As The Standish Group wrapped up its first Megaplex paper, it remarked on how “in a tarot card reading the overturning of the Grim Reaper card usually solicits a conspicuous gasp. If we were doing a tarot reading on the NonStop System, The Standish Group would not be predicting the platform’s death, but instead, its rebirth. The rebirth for NonStop will be the Megaplex. In the Megaplex, NonStop will become the heart of the operating environment service. Much of the NonStop technology will be used by all the operating environments within the Megaplex.”

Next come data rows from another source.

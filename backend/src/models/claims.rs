use chrono::{DateTime, Utc};
use serde::{Deserialize, Serialize};
use sqlx::FromRow;

#[derive(Debug, Clone, FromRow, Serialize, Deserialize)]
pub struct ClaimRecord {
    pub fid: i64,
    pub address: String,
    pub purpose: String,
    /// `pending` until the transaction hash is recorded, then `sent`
    pub status: String,
    pub tx_hash: Option<String>,
    pub wallet_address: Option<String>,
    pub created_at: DateTime<Utc>,
    pub updated_at: DateTime<Utc>,
}

/// Result of a successfully dispatched claim.
#[derive(Debug, Clone, Serialize, Deserialize)]
pub struct ClaimReceipt {
    pub fid: u64,
    pub address: String,
    pub tx_hash: String,
    pub wallet_address: String,
}
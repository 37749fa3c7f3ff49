use anyhow::Result;
use sqlx::{PgPool, postgres::PgPoolOptions};
use std::env;
use dotenvy::dotenv;

const DEFAULT_MAX_CONNECTIONS: u32 = 10;

#[derive(Debug, Clone)]
pub struct DatabaseConfig {
    pub database_url: String,
    pub max_connections: u32,
}

impl DatabaseConfig {
    pub fn from_env() -> Result<Self> {
        dotenv().ok();
        Self::from_lookup(|key| env::var(key).ok())
    }

    pub fn from_lookup(lookup: impl Fn(&str) -> Option<String>) -> Result<Self> {
        Ok(Self {
            database_url: lookup("DATABASE_URL")
                .filter(|v| !v.trim().is_empty())
                .ok_or_else(|| anyhow::anyhow!("DATABASE_URL must be set"))?,
            max_connections: lookup("DB_MAX_CONNECTIONS")
                .and_then(|v| v.parse().ok())
                .unwrap_or(DEFAULT_MAX_CONNECTIONS),
        })
    }
}

pub async fn get_db_pool(config: &DatabaseConfig) -> Result<PgPool> {
    let pool = PgPoolOptions::new()
        .max_connections(config.max_connections)
        .connect(&config.database_url)
        .await?;

    tracing::info!("Connected to Postgres (max {} connections)", config.max_connections);
    Ok(pool)
}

Perhaps pushing a little further than I would have proposed, although some of my posts towards the end of 2007 and into early 2008 that culminating with the post "My Wish" for NS Blades addressed something very similar, The Standish Group is definitely on the right track. It may take a few more years to see all the pieces “fleshed out” but what is visible today gives us more than enough clues as to where this will all possibly lead.

5% of enterprise applications needing NonStop may not sound all that much for some users, but in today’s global marketplace, the math could prove enormous. Let’s all hope that HP truly sees this possible future for NonStop and begins to value NonStop as highly as those of us aware of where this is all going have already begun to do!